A margin call workflow is another essential tool, providing not just a robust approach to managing calls, but ensuring a clear audit trail too. Central to firms’ workflows should be the use of electronic messaging to exchange calls – email should be used as a last resort. To date, margin messaging has been the norm for exchange of IM calls in earlier phases. Messaging allows firms to maximise STP, supporting real-time exchange of margin calls, which, when combined with workflow automation, means margin calls can be completed in seconds rather than hours. A move away from manual processing should allow firms to automatically send and agree calls and, where required, identify key IM and VM dispute drivers.
The final step in the margin lifecycle is collateral exchange and settlement, which is typically constrained by a manual process to select and pledge collateral, and is further limited by reliance on legacy settlement processes – which, in many cases, still depends on the use of fax or manual booking of payments. Automation enhancements should include leveraging the system to optimise and book collateral movements, as well as synchronising the margin and payments workflows, using Swift for instruction of payments. Not only will this ensure STP and lower the risk of failed payments, but it will increase transparency by providing real-time settlement status – allowing firms to move away from assumed settlement – and the capture of tri-party collateral allocations.
The path to automation
Recent technological advances and broader adherence to industry standards mean the entire margin process can now be automated. Rather than build custom automation, firms can leverage shared infrastructure to fast-track this journey. This approach ensures firms can stay up to date, with immediate access to the latest features, ensuring automation across the margin lifecycle, including connectivity to risk engines, counterparties, reconciliation platforms and custodians.
In addition to the obvious time savings automation can deliver, it can also help firms reduce processing costs and is a critical step towards optimisation – which can itself deliver further collateral cost reductions.

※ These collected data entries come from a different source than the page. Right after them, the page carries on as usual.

use criterion::{black_box, criterion_group, criterion_main, BatchSize, Criterion};
use storage::{BTree, Field, FieldKind, Record, RecordReader, RecordWriter, Result, Schema};
use tempfile::tempdir;

struct Row {
    id: i64,
    payload: String,
}

impl Record for Row {
    fn schema() -> Schema {
        Schema::new(vec![
            Field::new("id", FieldKind::I64),
            Field::string_with_max("payload", 64),
        ])
    }

    fn key(&self) -> i64 {
        self.id
    }

    fn encode(&self, w: &mut RecordWriter<'_>) -> Result<()> {
        w.put_i64(self.id)?;
        w.put_str(&self.payload)
    }

    fn decode(r: &mut RecordReader<'_>) -> Result<Self> {
        Ok(Self {
            id: r.get_i64()?,
            payload: r.get_str()?,
        })
    }
}

fn row(id: i64) -> Row {
    Row {
        id,
        payload: format!("row {}", id),
    }
}

fn bench_put(c: &mut Criterion) {
    let mut group = c.benchmark_group("put");
    group.sample_size(10);

    for degree in [3, 16] {
        group.bench_function(format!("ascending_500_degree_{}", degree), |b| {
            b.iter_batched(
                || tempdir().unwrap(),
                |dir| {
                    let tree = BTree::<Row>::open(dir.path().join("bench.bin"), degree).unwrap();
                    for id in 0..500 {
                        tree.put(row(id)).unwrap();
                    }
                    dir
                },
                BatchSize::PerIteration,
            );
        });
    }

    group.finish();
}

fn bench_get(c: &mut Criterion) {
    let dir = tempdir().unwrap();
    let tree = BTree::<Row>::open(dir.path().join("bench.bin"), 8).unwrap();
    for id in 0..2_000 {
        tree.put(row(id)).unwrap();
    }

    c.bench_function("get_hit", |b| {
        let mut id = 0;
        b.iter(|| {
            id = (id + 7) % 2_000;
            black_box(tree.get(black_box(id)).unwrap())
        });
    });

    c.bench_function("get_miss", |b| {
        b.iter(|| black_box(tree.contains(black_box(5_000)).unwrap()));
    });
}

criterion_group!(benches, bench_put, bench_get);
criterion_main!(benches);
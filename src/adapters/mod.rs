//! Adapters module - the surfaces a user chats through.
//!
//! Each adapter implements the [`Channel`] trait and drives the same
//! [`TurnController`](crate::session::TurnController).
//!
//! # Supported Channels
//!
//! - **CLI** - Terminal chat with a masked API-key prompt
//! - **Web** - Browser UI over HTTP with server-sent progress events
//!
//! # Adding a New Channel
//!
//! 1. Create a new file (e.g., `slack.rs`)
//! 2. Implement the [`Channel`] trait
//! 3. Add to [`ChannelRegistry`]

pub mod cli;
pub mod web;

/// Channel trait for chat adapters.
///
/// All channel implementations must be [`Send`] + [`Sync`] for async compatibility.
pub trait Channel: Send + Sync {
    /// Channel name (e.g., "web", "cli").
    fn name(&self) -> &str;

    /// Run until the user leaves or the channel is stopped.
    fn start(&self) -> impl std::future::Future<Output = crate::Result<()>> + Send;

    /// Stop the channel.
    fn stop(&self) -> impl std::future::Future<Output = crate::Result<()>> + Send;
}

/// Channel registry - metadata about available channels.
pub struct ChannelRegistry;

impl ChannelRegistry {
    /// List all available channel names.
    pub fn available() -> &'static [&'static str] {
        &["web", "cli"]
    }

    /// Get a human-readable description of a channel.
    pub fn description(name: &str) -> &'static str {
        match name {
            "web" => "Browser chat UI (scout serve)",
            "cli" => "Terminal chat (scout chat)",
            _ => "Unknown channel",
        }
    }
}

#[cfg(test)]
mod tests {
    use super::*;

    #[test]
    fn test_registry_descriptions() {
        for name in ChannelRegistry::available() {
            assert_ne!(ChannelRegistry::description(name), "Unknown channel");
        }
        assert_eq!(ChannelRegistry::description("telegram"), "Unknown channel");
    }
}
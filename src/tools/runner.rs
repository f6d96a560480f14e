//! Tool runner - the ordered tool registry handed to the agent

use std::sync::Arc;
use serde::{Deserialize, Serialize};
use serde_json::Value;
use crate::config::ToolsConfig;
use super::Tool;
use super::arxiv::ArxivTool;
use super::web::WebSearchTool;
use super::wikipedia::WikipediaTool;

/// Tool definition for LLM
#[derive(Debug, Clone, Serialize, Deserialize)]
pub struct ToolDefinition {
    pub name: String,
    pub description: String,
    pub parameters: Value,
}

/// Tool runner keeps tools in registration order and executes them by name.
///
/// Order matters: it is the order tools are listed to the model.
#[derive(Clone)]
pub struct ToolRunner {
    tools: Vec<Arc<dyn Tool>>,
}

impl ToolRunner {
    /// Create an empty tool runner
    pub fn new() -> Self {
        Self { tools: Vec::new() }
    }

    /// Web search, arXiv and Wikipedia, in that order
    pub fn new_with_defaults(config: &ToolsConfig) -> Self {
        let mut runner = Self::new();
        runner.register(WebSearchTool::new(config));
        runner.register(ArxivTool::new(config));
        runner.register(WikipediaTool::new(config));
        runner
    }

    /// Register a tool. A tool with the same name replaces the earlier one in place.
    pub fn register<T: Tool + 'static>(&mut self, tool: T) {
        let tool: Arc<dyn Tool> = Arc::new(tool);
        match self.tools.iter().position(|t| t.name() == tool.name()) {
            Some(idx) => self.tools[idx] = tool,
            None => self.tools.push(tool),
        }
    }

    /// Get tool definitions for LLM
    pub fn definitions(&self) -> Vec<ToolDefinition> {
        self.tools.iter().map(|t| t.to_definition()).collect()
    }

    /// Run a tool by name. Unknown tools come back as an observation, not an error.
    pub async fn run(&self, name: &str, query: &str) -> String {
        match self.get(name) {
            Some(tool) => tool.run(query).await,
            None => format!(
                "{} is not a valid tool, try one of [{}].",
                name,
                self.tool_names().join(", ")
            ),
        }
    }

    /// Run a tool with function-call style arguments.
    pub async fn run_with_args(&self, name: &str, args: &Value) -> String {
        self.run(name, &query_from_args(args)).await
    }

    pub fn get(&self, name: &str) -> Option<&Arc<dyn Tool>> {
        self.tools.iter().find(|t| t.name() == name)
    }

    /// Check if a tool exists
    pub fn has(&self, name: &str) -> bool {
        self.get(name).is_some()
    }

    /// List registered tool names
    pub fn tool_names(&self) -> Vec<&str> {
        self.tools.iter().map(|t| t.name()).collect()
    }

    /// `name: description` lines, one per tool
    pub fn describe(&self) -> String {
        self.tools
            .iter()
            .map(|t| format!("{}: {}", t.name(), t.description()))
            .collect::<Vec<_>>()
            .join("\n")
    }

    pub fn is_empty(&self) -> bool {
        self.tools.is_empty()
    }
}

impl Default for ToolRunner {
    fn default() -> Self {
        Self::new()
    }
}

/// Pull the query text out of tool-call arguments.
///
/// Models send `{"query": "..."}`, occasionally `{"input": "..."}` or a bare string.
fn query_from_args(args: &Value) -> String {
    match args {
        Value::String(s) => s.clone(),
        Value::Object(map) => map
            .get("query")
            .or_else(|| map.get("input"))
            .and_then(|v| v.as_str())
            .map(str::to_string)
            .unwrap_or_else(|| args.to_string()),
        other => other.to_string(),
    }
}

#[cfg(test)]
mod tests {
    use super::*;
    use crate::tools::DummyTool;
    use serde_json::json;

    #[tokio::test]
    async fn test_tool_runner_register_and_run() {
        let mut runner = ToolRunner::new();
        runner.register(DummyTool::ok("test_tool", "success"));

        assert!(runner.has("test_tool"));

        let result = runner.run("test_tool", "q").await;
        assert_eq!(result, "success");
    }

    #[tokio::test]
    async fn test_tool_runner_unknown_tool() {
        let mut runner = ToolRunner::new();
        runner.register(DummyTool::ok("Search", "x"));
        let result = runner.run("Google", "q").await;
        assert_eq!(result, "Google is not a valid tool, try one of [Search].");
    }

    #[test]
    fn test_default_registry_order() {
        let runner = ToolRunner::new_with_defaults(&ToolsConfig::default());
        assert_eq!(runner.tool_names(), vec!["Search", "arxiv", "wikipedia"]);
        assert!(runner.describe().starts_with("Search: "));
    }

    #[test]
    fn test_register_same_name_replaces_in_place() {
        let mut runner = ToolRunner::new();
        runner.register(DummyTool::ok("a", "1"));
        runner.register(DummyTool::ok("b", "2"));
        runner.register(DummyTool::ok("a", "3"));
        assert_eq!(runner.tool_names(), vec!["a", "b"]);
    }

    #[test]
    fn test_query_from_args() {
        assert_eq!(query_from_args(&json!({"query": "rust"})), "rust");
        assert_eq!(query_from_args(&json!({"input": "tokio"})), "tokio");
        assert_eq!(query_from_args(&json!("bare")), "bare");
    }
}
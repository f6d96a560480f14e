//! CLI adapter - terminal chat, interactive or single-message.
//!
//! Renders the transcript, asks for the API key with a masked prompt and
//! shows agent progress as a nested trail under a spinner.

use std::io::{self, Write};
use std::time::Duration;

use colored::*;
use indicatif::{ProgressBar, ProgressStyle};
use inquire::{Password, PasswordDisplayMode};
use tokio::sync::Mutex;

use super::Channel;
use crate::agent::{Reply, TurnEvent, TurnObserver};
use crate::auth::Credential;
use crate::config::Config;
use crate::error::Error;
use crate::session::{Session, TurnController, TurnRole};
use crate::ui;
use crate::Result;

/// Longest tool output shown in the trail
const TRAIL_PREVIEW_CHARS: usize = 120;

/// Prints agent progress above a spinner.
struct TrailObserver {
    spinner: ProgressBar,
}

impl TurnObserver for TrailObserver {
    fn on_event(&self, event: TurnEvent) {
        match event {
            TurnEvent::Thought { text } => {
                self.spinner.suspend(|| ui::print_trail("thought", &text));
            }
            TurnEvent::ToolCall { tool, input } => {
                self.spinner.suspend(|| ui::print_trail(&format!("→ {}", tool), &input));
                self.spinner.set_message(format!("Searching {}", tool));
            }
            TurnEvent::ToolResult { tool, output } => {
                let preview = crate::tools::truncate_chars(&output, TRAIL_PREVIEW_CHARS);
                self.spinner.suspend(|| ui::print_trail(&format!("← {}", tool), &preview));
                self.spinner.set_message("Thinking");
            }
            TurnEvent::Token { .. } => {
                self.spinner.set_message("Writing");
            }
        }
    }
}

/// CLI channel for terminal chat sessions.
pub struct CliChannel {
    controller: TurnController,
    session: Mutex<Session>,
    model: String,
    provider: String,
}

impl CliChannel {
    /// Create a new CLI channel with a fresh session.
    pub fn new(config: &Config) -> Self {
        Self {
            controller: TurnController::new(config),
            session: Mutex::new(Session::new(&config.ui.greeting)),
            model: config.model.clone(),
            provider: config.provider.clone(),
        }
    }

    /// Run a single message and return the reply.
    pub async fn run_once(&self, message: &str) -> Result<Reply> {
        self.ensure_credential().await?;
        self.submit(message).await
    }

    /// Run interactive REPL loop.
    pub async fn run_interactive(&self) -> Result<()> {
        ui::print_scout_header(&self.model, &self.provider);
        self.render_transcript().await;

        self.ensure_credential().await?;
        println!(
            "{}",
            "  Type a message, /key to change your API key, or exit to quit.".dimmed()
        );

        loop {
            print!("\n{}: ", "You".blue().bold());
            io::stdout().flush()?;

            let mut line = String::new();
            if io::stdin().read_line(&mut line)? == 0 {
                // EOF
                break;
            }

            let input = line.trim();
            if input.is_empty() {
                continue;
            }

            if matches!(input.to_lowercase().as_str(), "exit" | "quit" | "q") {
                println!("👋 Bye!");
                break;
            }

            if input == "/key" {
                let credential = prompt_credential()?;
                self.session.lock().await.set_credential(credential);
                ui::print_success("API key updated");
                continue;
            }

            match self.submit(input).await {
                Ok(reply) => ui::print_turn(TurnRole::Assistant, &reply.text),
                Err(Error::Auth(e)) => {
                    ui::print_error(&e);
                    ui::print_step("Use /key to enter a different API key.");
                }
                Err(e) => ui::print_error(&e.to_string()),
            }
        }

        Ok(())
    }

    async fn submit(&self, message: &str) -> Result<Reply> {
        let spinner = ProgressBar::new_spinner();
        spinner.set_style(
            ProgressStyle::with_template("  {spinner:.magenta} {msg}...")
                .unwrap_or_else(|_| ProgressStyle::default_spinner()),
        );
        spinner.set_message("Thinking");
        spinner.enable_steady_tick(Duration::from_millis(100));

        let observer = TrailObserver { spinner: spinner.clone() };
        let result = self.controller.submit(&self.session, message, &observer).await;

        spinner.finish_and_clear();
        result
    }

    async fn render_transcript(&self) {
        let session = self.session.lock().await;
        for turn in session.transcript() {
            ui::print_turn(turn.role(), turn.text());
        }
    }

    async fn ensure_credential(&self) -> Result<()> {
        let mut session = self.session.lock().await;
        while session.credential().is_empty() {
            session.set_credential(prompt_credential()?);
        }
        Ok(())
    }

    #[cfg(test)]
    async fn transcript_len(&self) -> usize {
        self.session.lock().await.transcript().len()
    }

    #[cfg(test)]
    async fn is_busy(&self) -> bool {
        self.session.lock().await.state() == crate::session::SessionState::Processing
    }
}

impl Channel for CliChannel {
    fn name(&self) -> &str {
        "cli"
    }

    async fn start(&self) -> Result<()> {
        self.run_interactive().await
    }

    async fn stop(&self) -> Result<()> {
        Ok(())
    }
}

fn prompt_credential() -> Result<Credential> {
    let key = Password::new("Groq API Key:")
        .with_display_mode(PasswordDisplayMode::Masked)
        .without_confirmation()
        .with_help_message("Used for this session only, never saved")
        .prompt()
        .map_err(|e| Error::Auth(format!("Prompt failed: {}", e)))?;
    Ok(Credential::new(key))
}
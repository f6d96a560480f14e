//! Provider credential held for the lifetime of a session.
//!
//! The key is entered by the user, kept in memory only, and never written to
//! disk or to the log. `Debug` and `Display` both redact it.

use std::fmt;

use crate::error::Error;
use crate::Result;

/// Opaque API key for the hosted model.
#[derive(Clone, Default, PartialEq, Eq)]
pub struct Credential(String);

impl Credential {
    pub fn new(secret: impl Into<String>) -> Self {
        Self(secret.into().trim().to_string())
    }

    pub fn is_empty(&self) -> bool {
        self.0.is_empty()
    }

    /// Borrow the raw key. Only the LLM client should call this.
    pub fn expose(&self) -> &str {
        &self.0
    }

    /// Reject a missing key before any provider call is attempted.
    pub fn require(&self) -> Result<&str> {
        if self.is_empty() {
            return Err(Error::Auth(
                "No API key set. Enter your API key before chatting.".to_string(),
            ));
        }
        Ok(&self.0)
    }
}

impl fmt::Debug for Credential {
    fn fmt(&self, f: &mut fmt::Formatter<'_>) -> fmt::Result {
        if self.is_empty() {
            f.write_str("Credential(<empty>)")
        } else {
            f.write_str("Credential(<redacted>)")
        }
    }
}

impl fmt::Display for Credential {
    fn fmt(&self, f: &mut fmt::Formatter<'_>) -> fmt::Result {
        if self.is_empty() {
            f.write_str("not set")
        } else {
            f.write_str("✓")
        }
    }
}

impl From<&str> for Credential {
    fn from(value: &str) -> Self {
        Self::new(value)
    }
}

impl From<String> for Credential {
    fn from(value: String) -> Self {
        Self::new(value)
    }
}

#[cfg(test)]
mod tests {
    use super::*;

    #[test]
    fn test_debug_redacts_secret() {
        let cred = Credential::new("gsk_super_secret");
        let shown = format!("{:?} {}", cred, cred);
        assert!(!shown.contains("gsk_super_secret"));
        assert_eq!(cred.expose(), "gsk_super_secret");
    }

    #[test]
    fn test_whitespace_only_is_empty() {
        let cred = Credential::new("   ");
        assert!(cred.is_empty());
        assert!(matches!(cred.require(), Err(Error::Auth(_))));
    }
}
//! Scout CLI entry point

use clap::{Parser, Subcommand};
use tracing_subscriber::EnvFilter;
use anyhow::Result;

use scout::adapters::{cli::CliChannel, web::WebChannel, Channel, ChannelRegistry};
use scout::session::TurnRole;
use scout::ui;

#[derive(Parser)]
#[command(name = "scout")]
#[command(about = "🔭 Scout - chat with an assistant that can search the web")]
#[command(version)]
struct Cli {
    #[command(subcommand)]
    command: Commands,
}

#[derive(Subcommand)]
enum Commands {
    /// Create or update ~/.scout/config.json
    Onboard,

    /// Serve the browser chat UI
    Serve {
        /// Address to bind
        #[arg(long)]
        host: Option<String>,

        /// Port to listen on
        #[arg(short, long)]
        port: Option<u16>,
    },

    /// Chat in the terminal
    Chat {
        /// Message to send; starts an interactive session when omitted
        #[arg(short, long)]
        message: Option<String>,
    },

    /// Show Scout status
    Status,
}

#[tokio::main]
async fn main() -> Result<()> {
    // Initialize logging
    tracing_subscriber::fmt()
        .with_env_filter(EnvFilter::from_default_env())
        .init();

    // Setup Global Ctrl+C handler
    let exit_flag = std::sync::Arc::new(std::sync::atomic::AtomicBool::new(false));
    let r = exit_flag.clone();

    ctrlc::set_handler(move || {
        if r.load(std::sync::atomic::Ordering::SeqCst) {
            println!("\n👋 Bye!");
            std::process::exit(0);
        } else {
            println!("\n⚠️  Press Ctrl+C again to exit");
            r.store(true, std::sync::atomic::Ordering::SeqCst);

            // Reset flag after 3 seconds
            let r2 = r.clone();
            std::thread::spawn(move || {
                std::thread::sleep(std::time::Duration::from_secs(3));
                r2.store(false, std::sync::atomic::Ordering::SeqCst);
            });
        }
    }).ok();

    let cli = Cli::parse();

    match cli.command {
        Commands::Onboard => {
            scout::config::onboard()?;
        }

        Commands::Serve { host, port } => {
            let mut config = load_config()?;
            if let Some(host) = host {
                config.server.host = host;
            }
            if let Some(port) = port {
                config.server.port = port;
            }
            config.validate()?;

            let channel = WebChannel::new(&config);
            ui::print_scout_header(&config.model, &config.provider);
            ui::print_success(&format!("Open http://{} in your browser", channel.addr()));
            channel.start().await?;
        }

        Commands::Chat { message } => {
            let config = load_config()?;
            config.validate()?;
            let channel = CliChannel::new(&config);

            if let Some(msg) = message {
                // Single message mode
                let reply = channel.run_once(&msg).await?;
                ui::print_turn(TurnRole::Assistant, &reply.text);
            } else {
                channel.start().await?;
            }
        }

        Commands::Status => {
            let config = load_config()?;
            ui::print_scout_header(&config.model, &config.provider);
            println!("Config: {}", scout::config::config_path().display());
            println!("Reasoner: {:?} ({} rounds max)", config.agent.kind, config.agent.max_iterations);
            println!("Web UI: http://{}", config.server.addr());

            let tools = scout::tools::ToolRunner::new_with_defaults(&config.tools);
            println!("Tools: {}", tools.tool_names().join(", "));

            println!("Channels:");
            for name in ChannelRegistry::available() {
                println!("  {:<4} {}", name, ChannelRegistry::description(name));
            }
            println!("API key: entered per session, never stored");
        }
    }

    Ok(())
}

fn load_config() -> Result<scout::config::Config> {
    if !scout::config::config_path().exists() {
        ui::print_warning("No config file found, using defaults. Run 'scout onboard' to customize.");
    }
    Ok(scout::config::load_or_default()?)
}
//! arXiv lookup via the Atom export API

use async_trait::async_trait;
use regex::Regex;
use reqwest::Client;
use tracing::debug;
use url::Url;
use crate::Result;
use crate::config::ToolsConfig;
use crate::error::Error;
use super::{collapse_whitespace, decode_entities, truncate_chars, Tool, USER_AGENT};

const NO_RESULT: &str = "No good Arxiv Result was found";

/// The export API rejects very long search queries.
const MAX_QUERY_CHARS: usize = 300;

/// One `<entry>` of the Atom feed.
#[derive(Debug, Clone, PartialEq)]
struct Paper {
    published: String,
    title: String,
    authors: Vec<String>,
    summary: String,
}

impl Paper {
    fn render(&self) -> String {
        format!(
            "Published: {}\nTitle: {}\nAuthors: {}\nSummary: {}",
            self.published,
            self.title,
            self.authors.join(", "),
            self.summary
        )
    }
}

pub struct ArxivTool {
    client: Client,
    endpoint: String,
    top_k: usize,
    max_chars: usize,
}

impl ArxivTool {
    pub fn new(config: &ToolsConfig) -> Self {
        Self {
            client: Client::new(),
            endpoint: config.arxiv_url.clone(),
            top_k: config.top_k_results.max(1),
            max_chars: config.doc_content_chars_max,
        }
    }
}

fn tag_pattern(tag: &str) -> Result<Regex> {
    Regex::new(&format!(r"(?s)<{tag}[^>]*>(.*?)</{tag}>"))
        .map_err(|e| Error::Tool(format!("Invalid regex: {}", e)))
}

fn first_tag(re: &Regex, block: &str) -> String {
    re.captures(block)
        .and_then(|c| c.get(1))
        .map(|m| collapse_whitespace(&decode_entities(m.as_str())))
        .unwrap_or_default()
}

fn parse_feed(xml: &str) -> Result<Vec<Paper>> {
    let entry = tag_pattern("entry")?;
    let published = tag_pattern("published")?;
    let title = tag_pattern("title")?;
    let name = tag_pattern("name")?;
    let summary = tag_pattern("summary")?;

    let papers = entry
        .captures_iter(xml)
        .filter_map(|c| c.get(1))
        .map(|block| {
            let block = block.as_str();
            // Only the date part of the timestamp
            let published = first_tag(&published, block).chars().take(10).collect();
            Paper {
                published,
                title: first_tag(&title, block),
                authors: name
                    .captures_iter(block)
                    .filter_map(|c| c.get(1))
                    .map(|m| collapse_whitespace(&decode_entities(m.as_str())))
                    .collect(),
                summary: first_tag(&summary, block),
            }
        })
        .filter(|p| !p.title.is_empty())
        .collect();

    Ok(papers)
}

#[async_trait]
impl Tool for ArxivTool {
    fn name(&self) -> &str { "arxiv" }

    fn description(&self) -> &str {
        "A wrapper around Arxiv.org. Useful for when you need to answer questions about Physics, \
         Mathematics, Computer Science, Quantitative Biology, Quantitative Finance, Statistics, \
         Electrical Engineering, and Economics from scientific articles on arxiv.org. \
         Input should be a search query."
    }

    fn max_chars(&self) -> usize { self.max_chars }

    async fn lookup(&self, query: &str) -> Result<String> {
        let query = truncate_chars(query.trim(), MAX_QUERY_CHARS);
        if query.is_empty() {
            return Ok(NO_RESULT.to_string());
        }

        let max_results = self.top_k.to_string();
        let url = Url::parse_with_params(
            &self.endpoint,
            &[
                ("search_query", query.as_str()),
                ("start", "0"),
                ("max_results", max_results.as_str()),
            ],
        )
        .map_err(|e| Error::Tool(format!("Invalid arXiv URL: {}", e)))?;

        let response = self.client.get(url)
            .header("User-Agent", USER_AGENT)
            .send()
            .await
            .map_err(|e| Error::Tool(format!("Arxiv exception: {}", e)))?;

        let status = response.status();
        if !status.is_success() {
            return Err(Error::Tool(format!("Arxiv exception: HTTP {}", status)));
        }

        let feed = response.text().await?;
        let papers = parse_feed(&feed)?;
        debug!("arXiv query {:?} returned {} entries", query, papers.len());

        if papers.is_empty() {
            return Ok(NO_RESULT.to_string());
        }

        Ok(papers
            .iter()
            .take(self.top_k)
            .map(Paper::render)
            .collect::<Vec<_>>()
            .join("\n\n"))
    }
}

#[cfg(test)]
mod tests {
    use super::*;
    use wiremock::matchers::{method, query_param};
    use wiremock::{Mock, MockServer, ResponseTemplate};

    const FEED: &str = r#"<?xml version="1.0" encoding="UTF-8"?>
<feed xmlns="http://www.w3.org/2005/Atom">
  <title type="html">ArXiv Query: search_query=all:attention</title>
  <entry>
    <id>http://arxiv.org/abs/1706.03762v7</id>
    <published>2017-06-12T17:57:34Z</published>
    <title>Attention Is All You
      Need</title>
    <summary>  The dominant sequence transduction models are based on complex
recurrent &amp; convolutional neural networks.</summary>
    <author><name>Ashish Vaswani</name></author>
    <author><name>Noam Shazeer</name></author>
  </entry>
</feed>"#;

    #[test]
    fn test_parse_feed() {
        let papers = parse_feed(FEED).unwrap();
        assert_eq!(papers.len(), 1);
        let paper = &papers[0];
        assert_eq!(paper.published, "2017-06-12");
        assert_eq!(paper.title, "Attention Is All You Need");
        assert_eq!(paper.authors, vec!["Ashish Vaswani", "Noam Shazeer"]);
        assert!(paper.summary.starts_with("The dominant sequence"));
        assert!(paper.summary.contains("recurrent & convolutional"));
    }

    #[test]
    fn test_parse_feed_ignores_feed_title() {
        let papers = parse_feed("<feed><title>ArXiv Query</title></feed>").unwrap();
        assert!(papers.is_empty());
    }

    #[tokio::test]
    async fn test_lookup_renders_and_caps() {
        let server = MockServer::start().await;
        Mock::given(method("GET"))
            .and(query_param("search_query", "attention"))
            .and(query_param("max_results", "1"))
            .respond_with(ResponseTemplate::new(200).set_body_string(FEED))
            .expect(1)
            .mount(&server)
            .await;

        let config = ToolsConfig {
            arxiv_url: format!("{}/api/query", server.uri()),
            doc_content_chars_max: 60,
            ..ToolsConfig::default()
        };
        let out = ArxivTool::new(&config).run("attention").await;
        assert!(out.starts_with("Published: 2017-06-12\nTitle: Attention Is All You Need"));
        assert_eq!(out.chars().count(), 60);
    }

    #[test]
    fn test_empty_query_skips_network() {
        let config = ToolsConfig {
            arxiv_url: "http://127.0.0.1:9/unreachable".to_string(),
            ..ToolsConfig::default()
        };
        let out = tokio_test::block_on(ArxivTool::new(&config).run("   "));
        assert_eq!(out, NO_RESULT);
    }
}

From a user perspective, automation can help teams focus on higher-value activities and – by removing the legacy of manual processing – can lead to higher rates of job satisfaction.
The time to act is now
Used wisely, automation can deliver increased efficiency and greater time savings across all margin activities. By focusing on the entire collateral process – rather than purely IM – firms can achieve quick returns on their current VM processes, creating more bandwidth to help prepare for UMR and cope with increased challenges after the September 1 deadline.
Tools to help firms solve these common problems are widely available, while greater use of shared services and industry standards means the cost of change may quickly be recouped.